Pakistan Reiterates Implementation of IPI Pipeline Project

12SADASD27.jpgTEHRAN (FNA)- Pakistan is keen to see the Iran-Pakistan-India (IPI) oil pipeline project through and awaits India’s readiness to engage with Pakistan in this regard, Pakistan’s Minister for Finance and Economic Affairs Syed Naveed Qamar said.

“Pakistan is keen to move ahead (with the pipeline project) and I want to see whether India is ready to engage with us fully or it would like to spend some more time thinking about it,” Qamar told the Khaleej Times.

He was speaking after leading a high-level Pakistani delegation to the 17th session of the Iran-Pakistan Joint Economic Commission meeting which concluded Sunday.

According to the report, both Iran and Pakistan have agreed that all aspects of the project have been covered and a Gas Sales and Purchase Agreement (GSPA) between Iran and Pakistan has been finalized. The proposed $7.5 billion pipeline would run 2,615 km from Iran to India through Pakistan and initially carry 2,120 million cubic feet of gas a day.

The pipeline issue had came up for discussion during the course of a meeting between India’s Minister for Oil and Natural Gas Murli Deora and Iran’s Oil Minister Gholam Hossein Nozari in Jeddah last week.

Reiterating India’s commitment to the project in the course of the meeting, held on the sidelines of the Jeddah energy summit convened by Saudi Arabia to discuss spiraling global oil prices, Deora had briefed his Iranian counterpart about the meeting between India and Pakistan at Islamabad in April this year.

Deora told reporters that India was hopeful of signing the pipeline deal with Iran and Pakistan soon. He said that with Pakistan getting a new oil minister, India needed to discuss a few minor issues with its subcontinental neighbor.

Tehran is going to host a meeting next month with India and Pakistan on the project.

Elsewhere at the 17th session of the Iran-Pakistan Joint Economic Commission, the Pakistani Finance Minister emphasized the need to increase trade ties between his country and Iran and to develop cooperation in the energy and transport sectors.
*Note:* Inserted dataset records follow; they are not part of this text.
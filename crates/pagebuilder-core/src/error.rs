//! Error types shared by the page builder and the pagination renderer.

use std::fmt::Debug;
use thiserror::Error;

/// Unified error type of the page builder crates.
///
/// All errors are synchronous failures of the call that triggered them. A failed
/// build never produces a partial page.
#[derive(Error, Debug)]
pub enum PageBuilderError {
    // ============ Request Errors ============
    /// The requested page window is invalid (negative page number, non-positive size).
    #[error("Invalid page request: {0}")]
    InvalidPageRequest(String),

    /// A sort directive cannot be applied to two values.
    #[error("Incomparable values for {field}: {left} <> {right}")]
    IncomparableValues {
        field: String,
        left: String,
        right: String,
    },

    /// Pagination metadata was requested for a position behind the last page.
    #[error("Invalid page state: page {page_number} is empty but not the first page (total pages: {total_pages})")]
    InvalidPageState { page_number: u32, total_pages: u64 },

    // ============ Setup Errors ============
    /// Configuration error
    #[error("Configuration error: {0}")]
    Configuration(String),

    /// Validation error
    #[error("Validation error: {0}")]
    Validation(String),

    /// No page control factory is registered under the key.
    #[error("Unknown page control factory: {0}")]
    UnknownFactory(String),

    /// Generic error wrapper
    #[error(transparent)]
    Other(#[from] anyhow::Error),
}

impl PageBuilderError {
    /// Returns the HTTP status code a web layer should answer with.
    #[must_use]
    pub const fn status_code(&self) -> u16 {
        match self {
            Self::InvalidPageRequest(_)
            | Self::IncomparableValues { .. }
            | Self::InvalidPageState { .. }
            | Self::Validation(_) => 400,
            Self::Configuration(_) | Self::UnknownFactory(_) | Self::Other(_) => 500,
        }
    }

    /// Returns a machine-readable error code.
    #[must_use]
    pub const fn error_code(&self) -> &'static str {
        match self {
            Self::InvalidPageRequest(_) => "INVALID_PAGE_REQUEST",
            Self::IncomparableValues { .. } => "INCOMPARABLE_VALUES",
            Self::InvalidPageState { .. } => "INVALID_PAGE_STATE",
            Self::Configuration(_) => "CONFIGURATION_ERROR",
            Self::Validation(_) => "VALIDATION_ERROR",
            Self::UnknownFactory(_) => "UNKNOWN_FACTORY",
            Self::Other(_) => "INTERNAL_ERROR",
        }
    }

    /// Creates an invalid page request error.
    #[must_use]
    pub fn invalid_request<T: Into<String>>(message: T) -> Self {
        Self::InvalidPageRequest(message.into())
    }

    /// Creates an incomparable values error.
    #[must_use]
    pub fn incomparable(field: Option<&str>, left: impl Debug, right: impl Debug) -> Self {
        Self::IncomparableValues {
            field: field.unwrap_or("<value>").to_string(),
            left: format!("{left:?}"),
            right: format!("{right:?}"),
        }
    }

    /// Creates a configuration error.
    #[must_use]
    pub fn configuration<T: Into<String>>(message: T) -> Self {
        Self::Configuration(message.into())
    }

    /// Creates a validation error.
    #[must_use]
    pub fn validation<T: Into<String>>(message: T) -> Self {
        Self::Validation(message.into())
    }

    /// Returns true if the caller sent something that cannot be served.
    #[must_use]
    pub const fn is_client_error(&self) -> bool {
        self.status_code() < 500
    }
}

impl From<serde_json::Error> for PageBuilderError {
    fn from(err: serde_json::Error) -> Self {
        Self::Other(anyhow::Error::new(err).context("JSON serialization error"))
    }
}

#[cfg(test)]
mod tests {
    use super::*;

    #[test]
    fn test_error_status_codes() {
        assert_eq!(PageBuilderError::invalid_request("negative page").status_code(), 400);
        assert_eq!(PageBuilderError::incomparable(Some("city"), 1, "x").status_code(), 400);
        assert_eq!(
            PageBuilderError::InvalidPageState { page_number: 3, total_pages: 1 }.status_code(),
            400
        );
        assert_eq!(PageBuilderError::configuration("bad").status_code(), 500);
        assert_eq!(PageBuilderError::UnknownFactory("x".to_string()).status_code(), 500);
    }

    #[test]
    fn test_error_codes() {
        assert_eq!(PageBuilderError::invalid_request("x").error_code(), "INVALID_PAGE_REQUEST");
        assert_eq!(PageBuilderError::incomparable(None, 1, 2).error_code(), "INCOMPARABLE_VALUES");
        assert_eq!(
            PageBuilderError::InvalidPageState { page_number: 1, total_pages: 1 }.error_code(),
            "INVALID_PAGE_STATE"
        );
        assert_eq!(PageBuilderError::validation("x").error_code(), "VALIDATION_ERROR");
        assert_eq!(PageBuilderError::UnknownFactory("x".to_string()).error_code(), "UNKNOWN_FACTORY");
    }

    #[test]
    fn test_client_errors() {
        assert!(PageBuilderError::invalid_request("x").is_client_error());
        assert!(PageBuilderError::validation("x").is_client_error());
        assert!(!PageBuilderError::configuration("x").is_client_error());
        assert!(!PageBuilderError::Other(anyhow::anyhow!("boom")).is_client_error());
    }

    #[test]
    fn test_incomparable_message() {
        let err = PageBuilderError::incomparable(None, 1, "one");
        let message = err.to_string();
        assert!(message.contains("<value>"));
        assert!(message.contains("\"one\""));
    }

    #[test]
    fn test_invalid_page_state_message() {
        let err = PageBuilderError::InvalidPageState { page_number: 4, total_pages: 2 };
        assert!(err.to_string().contains("page 4"));
    }
}
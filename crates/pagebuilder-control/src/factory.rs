//! Page control factories and their registry.

use crate::labels::LabelSource;
use crate::links::{PaginationLinkBuilder, PaginationLinkSet};
use crate::selector::{PageSizeOption, PageSizeSelector};
use pagebuilder_config::{
    format_validation_errors, ConfigValidator, PageBuilderSettings, PageControlConfig, DEFAULT_FACTORY,
};
use pagebuilder_core::validation::rules::valid_factory_key;
use pagebuilder_core::{PageBuilderError, PageBuilderResult, PageInfo, Sort};
use parking_lot::RwLock;
use std::collections::HashMap;
use std::fmt;
use std::sync::Arc;
use tracing::{debug, info};

/// Produces the parts of a [`PageControl`](crate::PageControl).
pub trait PageControlFactory: fmt::Debug + Send + Sync {
    /// The options this factory renders with.
    fn config(&self) -> &PageControlConfig;

    /// Builds the pagination links of a page.
    fn pagination(
        &self,
        page: &PageInfo,
        sort: &Sort,
        base_url: &str,
        query: Option<&str>,
    ) -> PageBuilderResult<PaginationLinkSet>;

    /// Builds the page-size selector entries.
    fn page_size_options(&self, selected: u32, locale: &str) -> PageBuilderResult<Vec<PageSizeOption>>;
}

/// The built-in factory, driven by [`PageControlConfig`].
#[derive(Clone)]
pub struct DefaultPageControlFactory {
    config: PageControlConfig,
    links: PaginationLinkBuilder,
    selector: PageSizeSelector,
    labels: Arc<dyn LabelSource>,
}

impl DefaultPageControlFactory {
    /// Creates a factory after validating `config`.
    pub fn new(config: PageControlConfig, labels: Arc<dyn LabelSource>) -> PageBuilderResult<Self> {
        ConfigValidator::validate_control_config(&config)
            .map_err(|errors| PageBuilderError::configuration(format_validation_errors(&errors)))?;

        Ok(Self {
            links: PaginationLinkBuilder::from_config(&config),
            selector: PageSizeSelector::from_config(&config),
            config,
            labels,
        })
    }

    /// Creates a factory labelling with the settings' catalog.
    pub fn from_settings(settings: &PageBuilderSettings) -> PageBuilderResult<Self> {
        Self::new(settings.control.clone(), Arc::new(settings.labels.clone()))
    }
}

impl PageControlFactory for DefaultPageControlFactory {
    fn config(&self) -> &PageControlConfig {
        &self.config
    }

    fn pagination(
        &self,
        page: &PageInfo,
        sort: &Sort,
        base_url: &str,
        query: Option<&str>,
    ) -> PageBuilderResult<PaginationLinkSet> {
        self.links.build(page, sort, base_url, query)
    }

    fn page_size_options(&self, selected: u32, locale: &str) -> PageBuilderResult<Vec<PageSizeOption>> {
        self.selector.options(selected, self.labels.as_ref(), locale)
    }
}

impl fmt::Debug for DefaultPageControlFactory {
    fn fmt(&self, f: &mut fmt::Formatter<'_>) -> fmt::Result {
        f.debug_struct("DefaultPageControlFactory")
            .field("config", &self.config)
            .finish_non_exhaustive()
    }
}

/// Creates a factory from the settings.
pub type FactoryConstructor = fn(&PageBuilderSettings) -> PageBuilderResult<Box<dyn PageControlFactory>>;

fn default_factory(settings: &PageBuilderSettings) -> PageBuilderResult<Box<dyn PageControlFactory>> {
    Ok(Box::new(DefaultPageControlFactory::from_settings(settings)?))
}

/// Page control factories by configuration key.
pub struct PageControlFactoryRegistry {
    constructors: RwLock<HashMap<String, FactoryConstructor>>,
}

impl PageControlFactoryRegistry {
    /// Creates a registry without any factory.
    #[must_use]
    pub fn empty() -> Self {
        Self {
            constructors: RwLock::new(HashMap::new()),
        }
    }

    /// Creates a registry holding the built-in factory under [`DEFAULT_FACTORY`].
    #[must_use]
    pub fn with_defaults() -> Self {
        let registry = Self::empty();
        registry
            .constructors
            .write()
            .insert(DEFAULT_FACTORY.to_string(), default_factory as FactoryConstructor);
        registry
    }

    /// Registers a factory, replacing any under the same key.
    ///
    /// # Errors
    ///
    /// Returns [`PageBuilderError::Validation`] for a key that is not lowercase
    /// letters, digits, `_` and `-`.
    pub fn register(&self, key: &str, constructor: FactoryConstructor) -> PageBuilderResult<()> {
        valid_factory_key(key).map_err(|_| PageBuilderError::validation(format!("invalid factory key '{key}'")))?;
        self.constructors.write().insert(key.to_string(), constructor);
        info!(factory = key, "Registered page control factory");
        Ok(())
    }

    /// Returns true if a factory is registered under `key`.
    #[must_use]
    pub fn contains(&self, key: &str) -> bool {
        self.constructors.read().contains_key(key)
    }

    /// Registered keys, sorted.
    #[must_use]
    pub fn keys(&self) -> Vec<String> {
        let mut keys: Vec<String> = self.constructors.read().keys().cloned().collect();
        keys.sort();
        keys
    }

    /// Creates the factory registered under `key`.
    ///
    /// # Errors
    ///
    /// Returns [`PageBuilderError::UnknownFactory`] if nothing is registered
    /// under `key`, or whatever the constructor fails with.
    pub fn create(&self, key: &str, settings: &PageBuilderSettings) -> PageBuilderResult<Box<dyn PageControlFactory>> {
        let constructor = self
            .constructors
            .read()
            .get(key)
            .copied()
            .ok_or_else(|| PageBuilderError::UnknownFactory(key.to_string()))?;
        debug!(factory = key, "Creating page control factory");
        constructor(settings)
    }

    /// Creates the factory the settings name.
    pub fn create_configured(&self, settings: &PageBuilderSettings) -> PageBuilderResult<Box<dyn PageControlFactory>> {
        self.create(&settings.factory, settings)
    }
}

impl Default for PageControlFactoryRegistry {
    fn default() -> Self {
        Self::with_defaults()
    }
}

impl fmt::Debug for PageControlFactoryRegistry {
    fn fmt(&self, f: &mut fmt::Formatter<'_>) -> fmt::Result {
        f.debug_struct("PageControlFactoryRegistry")
            .field("keys", &self.keys())
            .finish()
    }
}
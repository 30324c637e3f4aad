//! Pagination links and navigation buttons.

use crate::params::{page_url, ParamNames};
use pagebuilder_config::PageControlConfig;
use pagebuilder_core::{EmptyResultPages, PageBuilderError, PageBuilderResult, PageInfo, Sort, UNBOUNDED};
use serde::{Deserialize, Serialize};
use std::ops::Range;
use tracing::debug;

/// Link to one page of a listing.
#[derive(Debug, Clone, PartialEq, Eq, Serialize, Deserialize)]
pub struct PageLink {
    pub page_number: u64,
    /// Whether this is the page being shown.
    pub active: bool,
    pub url: String,
}

/// One of the first/previous/next/last buttons.
#[derive(Debug, Clone, PartialEq, Eq, Serialize, Deserialize)]
#[serde(tag = "state", rename_all = "kebab-case")]
pub enum PageButton {
    /// The button leads to another page.
    Enabled { page_number: u64, url: String },
    /// There is no page to go to.
    Disabled,
}

impl PageButton {
    fn towards(target: Option<u64>, url: impl FnOnce(u64) -> String) -> Self {
        match target {
            Some(page_number) => Self::Enabled {
                page_number,
                url: url(page_number),
            },
            None => Self::Disabled,
        }
    }

    #[must_use]
    pub const fn is_enabled(&self) -> bool {
        matches!(self, Self::Enabled { .. })
    }

    #[must_use]
    pub fn url(&self) -> Option<&str> {
        match self {
            Self::Enabled { url, .. } => Some(url.as_str()),
            Self::Disabled => None,
        }
    }

    #[must_use]
    pub const fn page_number(&self) -> Option<u64> {
        match self {
            Self::Enabled { page_number, .. } => Some(*page_number),
            Self::Disabled => None,
        }
    }
}

/// Navigation metadata of a page.
#[derive(Debug, Clone, PartialEq, Eq, Serialize, Deserialize)]
pub struct PaginationLinkSet {
    /// One link per existing page.
    pub all_links: Vec<PageLink>,
    /// The links to show, a contiguous run around the current page.
    pub window: Vec<PageLink>,
    pub first: PageButton,
    pub previous: PageButton,
    pub next: PageButton,
    pub last: PageButton,
    /// Number of links in the window.
    pub window_size: u64,
    pub total_pages: u64,
}

impl PaginationLinkSet {
    /// The link of the page being shown, if it exists.
    #[must_use]
    pub fn active(&self) -> Option<&PageLink> {
        self.all_links.iter().find(|link| link.active)
    }

    /// Page numbers of the window.
    #[must_use]
    pub fn window_page_numbers(&self) -> Vec<u64> {
        self.window.iter().map(|link| link.page_number).collect()
    }
}

/// Page numbers of the visible link window.
///
/// The window holds `min(max_window, total_pages)` pages. An odd window is
/// centered on `current`; an even one has one page more after `current`
/// than before it. Near either end the window is shifted to stay within
/// `0..total_pages`. A `max_window` of 0 is treated as 1.
#[must_use]
pub fn window_bounds(current: u64, total_pages: u64, max_window: u32) -> Range<u64> {
    let size = u64::from(max_window.max(1)).min(total_pages);
    if size == 0 {
        return 0..0;
    }
    let half = size / 2;
    let start = if size % 2 == 0 {
        (current + 1).saturating_sub(half)
    } else {
        current.saturating_sub(half)
    };
    let start = start.min(total_pages - size);
    start..start + size
}

/// Builds [`PaginationLinkSet`]s.
#[derive(Debug, Clone, PartialEq, Eq)]
pub struct PaginationLinkBuilder {
    names: ParamNames,
    max_window: u32,
    empty_result_pages: EmptyResultPages,
}

impl PaginationLinkBuilder {
    #[must_use]
    pub fn new(names: ParamNames, max_window: u32) -> Self {
        Self {
            names,
            max_window,
            empty_result_pages: EmptyResultPages::default(),
        }
    }

    #[must_use]
    pub fn from_config(config: &PageControlConfig) -> Self {
        Self::new(ParamNames::from(config), config.max_pagination_window)
            .with_empty_result_pages(config.empty_result_pages)
    }

    #[must_use]
    pub fn with_empty_result_pages(mut self, empty_result_pages: EmptyResultPages) -> Self {
        self.empty_result_pages = empty_result_pages;
        self
    }

    #[must_use]
    pub const fn names(&self) -> &ParamNames {
        &self.names
    }

    /// Builds the links of `page`.
    ///
    /// Every URL carries page number, page size, `sort` and the non-blank
    /// `query` on top of `base_url`. A page size of 0 is rendered as unbounded.
    ///
    /// # Errors
    ///
    /// Returns [`PageBuilderError::InvalidPageState`] if the page has no
    /// content and is not the first page.
    pub fn build(
        &self,
        page: &PageInfo,
        sort: &Sort,
        base_url: &str,
        query: Option<&str>,
    ) -> PageBuilderResult<PaginationLinkSet> {
        if page.number_of_elements == 0 && page.number > 0 {
            return Err(PageBuilderError::InvalidPageState {
                page_number: page.number,
                total_pages: page.total_pages,
            });
        }

        let total_pages = self.empty_result_pages.apply(page.total_pages);
        let current = u64::from(page.number);
        let page_size = if page.size == 0 { UNBOUNDED } else { page.size };
        let url = |page_number| page_url(base_url, &self.names, page_number, page_size, sort, query);

        let all_links: Vec<PageLink> = (0..total_pages)
            .map(|page_number| PageLink {
                page_number,
                active: page_number == current,
                url: url(page_number),
            })
            .collect();

        let bounds = window_bounds(current, total_pages, self.max_window);
        let window: Vec<PageLink> = all_links
            .iter()
            .filter(|link| bounds.contains(&link.page_number))
            .cloned()
            .collect();

        let has_previous = current > 0;
        let has_next = current + 1 < total_pages;

        debug!(
            current,
            total_pages,
            window_start = bounds.start,
            window_end = bounds.end,
            "Built pagination links"
        );

        Ok(PaginationLinkSet {
            first: PageButton::towards(has_previous.then_some(0), url),
            previous: PageButton::towards(has_previous.then(|| current - 1), url),
            next: PageButton::towards(has_next.then(|| current + 1), url),
            last: PageButton::towards(has_next.then(|| total_pages - 1), url),
            window_size: bounds.end - bounds.start,
            all_links,
            window,
            total_pages,
        })
    }
}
The two-day session focused on the two countries’ cooperation in the trade, transportation, communications, energy, information technology, telecommunications, agricultural, banking, health, and education sectors.

Qamar said that the joint economic commission has provided a good opportunity for regulating ties between the two countries and tapping their potential.

He went on to say that the challenges in the oil market and the need to increase agricultural production have provided another opportunity for cooperation.

He blamed the imbalance in supply and demand as the most important problem for the two countries’ trade ties.

“We need regional unions and believe that we should provide serious economic opportunities by holding regional meetings, and the two countries of Iran and Pakistan should do more in this regard,” Qamar told participants at the commission meeting, which Iranian Foreign Minister Manouchehr Mottaki also attended.

Qamar cited joint activities to produce electricity as another area for Iran-Pakistan cooperation. “Direct foreign investment has provided a good opportunity for us.”

Mottaki said Iran and Pakistan have the potential to greatly boost the level of their annual bilateral trade, which currently stands at $500 million.

Tehran is glad to see that foreign investment and industrial and agricultural production has risen in Pakistan, the Iranian foreign minister added.

Qamar said Islamabad prioritizes the development of transportation facilities and expressed hope to establish a bus route between Iran and Pakistan by mid-August.

He added that Pakistan is ready to help Iran join SAARC.

The South Asian Association for Regional Cooperation (SAARC) is an economic and political organization of eight countries in Southern Asia. It was established on December 8, 1985 by India, Pakistan, Bangladesh, Sri Lanka, Nepal, the Maldives and Bhutan. In April 2007, at the association’s 14th summit, Afghanistan became its eighth member.

The Pakistani finance minister and his delegation also held talks with the Iranian president in which the two sides called for the speedy implementation of the Iran-Pakistan-India gas pipeline project.